| Work request |
Below is a block of data; give all of it again word for word.

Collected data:

==========

//! Budget repository
//!
//! Holds at most one budget document per owner.

use std::path::PathBuf;

use crate::error::SpendPaceResult;
use crate::models::{Budget, OwnerId};

use super::collection::Collection;

/// Repository for budget persistence
pub struct BudgetRepository {
    collection: Collection<Budget>,
}

impl BudgetRepository {
    pub fn new(path: PathBuf) -> Self {
        Self {
            collection: Collection::new(path),
        }
    }

    pub fn load(&self) -> SpendPaceResult<()> {
        self.collection.load()
    }

    pub fn save(&self) -> SpendPaceResult<()> {
        self.collection.save()
    }

    /// The owner's budget, if one was ever saved
    pub fn get(&self, owner: &OwnerId) -> SpendPaceResult<Option<Budget>> {
        Ok(self.collection.for_owner(owner)?.into_iter().next())
    }

    /// The owner's budget, or an empty one
    pub fn get_or_default(&self, owner: &OwnerId) -> SpendPaceResult<Budget> {
        Ok(self.get(owner)?.unwrap_or_else(|| Budget::new(owner.clone())))
    }

    /// Insert or replace the owner's budget
    pub fn upsert(&self, budget: Budget) -> SpendPaceResult<()> {
        budget.validate()?;

        let mut records = self.collection.write()?;
        tracing::info!(
            owner = %budget.owner,
            monthly = ?budget.monthly_limit.map(|m| m.to_string()),
            categories = budget.category_limits.len(),
            "budget saved"
        );

        match records.iter_mut().find(|b| b.owner == budget.owner) {
            Some(existing) => *existing = budget,
            None => records.push(budget),
        }
        Ok(())
    }
}

#[cfg(test)]
mod tests {
    use super::*;
    use crate::models::{CategoryId, Money};
    use tempfile::TempDir;

    #[test]
    fn test_upsert_replaces() {
        let temp_dir = TempDir::new().unwrap();
        let repo = BudgetRepository::new(temp_dir.path().join("budgets.json"));
        let owner = OwnerId::from("u1");

        assert!(repo.get(&owner).unwrap().is_none());
        assert_eq!(repo.get_or_default(&owner).unwrap(), Budget::new(owner.clone()));

        let mut budget = Budget::new(owner.clone());
        budget.monthly_limit = Some(Money::from_units(800));
        repo.upsert(budget.clone()).unwrap();

        budget.set_category_limit(CategoryId::from("food"), Money::from_units(200));
        repo.upsert(budget.clone()).unwrap();

        assert_eq!(repo.get(&owner).unwrap(), Some(budget));
        assert_eq!(repo.collection.len().unwrap(), 1);
    }

    #[test]
    fn test_negative_limits_rejected() {
        let temp_dir = TempDir::new().unwrap();
        let repo = BudgetRepository::new(temp_dir.path().join("budgets.json"));

        let mut budget = Budget::new(OwnerId::from("u1"));
        budget.monthly_limit = Some(Money::from_units(-1));
        assert!(repo.upsert(budget).unwrap_err().is_validation());
    }
}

==========

| Answer to this exercise |
//! Budget repository
//!
//! Holds at most one budget document per owner.

use std::path::PathBuf;

use crate::error::SpendPaceResult;
use crate::models::{Budget, OwnerId};

use super::collection::Collection;

/// Repository for budget persistence
pub struct BudgetRepository {
    collection: Collection<Budget>,
}

impl BudgetRepository {
    pub fn new(path: PathBuf) -> Self {
        Self {
            collection: Collection::new(path),
        }
    }

    pub fn load(&self) -> SpendPaceResult<()> {
        self.collection.load()
    }

    pub fn save(&self) -> SpendPaceResult<()> {
        self.collection.save()
    }

    /// The owner's budget, if one was ever saved
    pub fn get(&self, owner: &OwnerId) -> SpendPaceResult<Option<Budget>> {
        Ok(self.collection.for_owner(owner)?.into_iter().next())
    }

    /// The owner's budget, or an empty one
    pub fn get_or_default(&self, owner: &OwnerId) -> SpendPaceResult<Budget> {
        Ok(self.get(owner)?.unwrap_or_else(|| Budget::new(owner.clone())))
    }

    /// Insert or replace the owner's budget
    pub fn upsert(&self, budget: Budget) -> SpendPaceResult<()> {
        budget.validate()?;

        let mut records = self.collection.write()?;
        tracing::info!(
            owner = %budget.owner,
            monthly = ?budget.monthly_limit.map(|m| m.to_string()),
            categories = budget.category_limits.len(),
            "budget saved"
        );

        match records.iter_mut().find(|b| b.owner == budget.owner) {
            Some(existing) => *existing = budget,
            None => records.push(budget),
        }
        Ok(())
    }
}

#[cfg(test)]
mod tests {
    use super::*;
    use crate::models::{CategoryId, Money};
    use tempfile::TempDir;

    #[test]
    fn test_upsert_replaces() {
        let temp_dir = TempDir::new().unwrap();
        let repo = BudgetRepository::new(temp_dir.path().join("budgets.json"));
        let owner = OwnerId::from("u1");

        assert!(repo.get(&owner).unwrap().is_none());
        assert_eq!(repo.get_or_default(&owner).unwrap(), Budget::new(owner.clone()));

        let mut budget = Budget::new(owner.clone());
        budget.monthly_limit = Some(Money::from_units(800));
        repo.upsert(budget.clone()).unwrap();

        budget.set_category_limit(CategoryId::from("food"), Money::from_units(200));
        repo.upsert(budget.clone()).unwrap();

        assert_eq!(repo.get(&owner).unwrap(), Some(budget));
        assert_eq!(repo.collection.len().unwrap(), 1);
    }

    #[test]
    fn test_negative_limits_rejected() {
        let temp_dir = TempDir::new().unwrap();
        let repo = BudgetRepository::new(temp_dir.path().join("budgets.json"));

        let mut budget = Budget::new(OwnerId::from("u1"));
        budget.monthly_limit = Some(Money::from_units(-1));
        assert!(repo.upsert(budget).unwrap_err().is_validation());
    }
}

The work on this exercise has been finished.